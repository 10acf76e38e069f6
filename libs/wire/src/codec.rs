//! Payload codecs and the per-worker encode context.

use bytes::{BufMut, Bytes, BytesMut};
use serde::de::DeserializeOwned;
use serde::Serialize;

use crate::error::WireError;

/// Default scratch capacity for a fresh context.
const DEFAULT_SCRATCH: usize = 4 * 1024;

/// Scratch state owned by one worker and passed along its call path.
///
/// Frames and payloads are split off the front of the scratch buffer, so the
/// allocation is reused once earlier frames have been dropped.
#[derive(Debug)]
pub struct EncodeContext {
    scratch: BytesMut,
}

impl EncodeContext {
    /// Creates a context with the default scratch capacity.
    pub fn new() -> Self {
        Self::with_capacity(DEFAULT_SCRATCH)
    }

    /// Creates a context with the given scratch capacity.
    pub fn with_capacity(capacity: usize) -> Self {
        Self {
            scratch: BytesMut::with_capacity(capacity),
        }
    }

    /// Mutable access to the scratch buffer.
    pub fn scratch(&mut self) -> &mut BytesMut {
        &mut self.scratch
    }
}

impl Default for EncodeContext {
    fn default() -> Self {
        Self::new()
    }
}

/// Serialization of application payloads.
///
/// The core never looks inside payloads; codecs are chosen by applications.
pub trait PayloadCodec: Send + Sync + 'static {
    /// Encodes a value.
    fn encode<T: Serialize>(&self, value: &T, ctx: &mut EncodeContext) -> Result<Bytes, WireError>;

    /// Decodes a value.
    fn decode<T: DeserializeOwned>(&self, payload: &[u8]) -> Result<T, WireError>;
}

/// JSON payload codec.
#[derive(Debug, Clone, Copy, Default)]
pub struct JsonCodec;

impl PayloadCodec for JsonCodec {
    fn encode<T: Serialize>(&self, value: &T, ctx: &mut EncodeContext) -> Result<Bytes, WireError> {
        let buf = ctx.scratch();
        // Drop anything a failed encode left behind.
        buf.clear();
        serde_json::to_writer(buf.writer(), value).map_err(WireError::Encode)?;
        Ok(buf.split().freeze())
    }

    fn decode<T: DeserializeOwned>(&self, payload: &[u8]) -> Result<T, WireError> {
        serde_json::from_slice(payload).map_err(WireError::Decode)
    }
}

#[cfg(test)]
mod tests {
    use super::*;
    use serde::Deserialize;

    #[derive(Debug, PartialEq, Serialize, Deserialize)]
    struct Move {
        x: i32,
        y: i32,
    }

    #[test]
    fn test_json_codec() {
        let codec = JsonCodec;
        let mut ctx = EncodeContext::new();

        let first = codec.encode(&Move { x: 1, y: 2 }, &mut ctx).unwrap();
        let second = codec.encode(&Move { x: 3, y: 4 }, &mut ctx).unwrap();

        assert_eq!(&first[..], br#"{"x":1,"y":2}"#);
        let decoded: Move = codec.decode(&second).unwrap();
        assert_eq!(decoded, Move { x: 3, y: 4 });
    }

    #[test]
    fn test_json_codec_decode_error() {
        let result: Result<Move, _> = JsonCodec.decode(b"not json");
        assert!(matches!(result, Err(WireError::Decode(_))));
    }
}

-------

What you need to do => Working through the records, copy each line in which the word "EncodeContext" appears.

Task result =>
pub struct EncodeContext {
impl EncodeContext {
impl Default for EncodeContext {
    fn encode<T: Serialize>(&self, value: &T, ctx: &mut EncodeContext) -> Result<Bytes, WireError>;
    fn encode<T: Serialize>(&self, value: &T, ctx: &mut EncodeContext) -> Result<Bytes, WireError> {
        let mut ctx = EncodeContext::new();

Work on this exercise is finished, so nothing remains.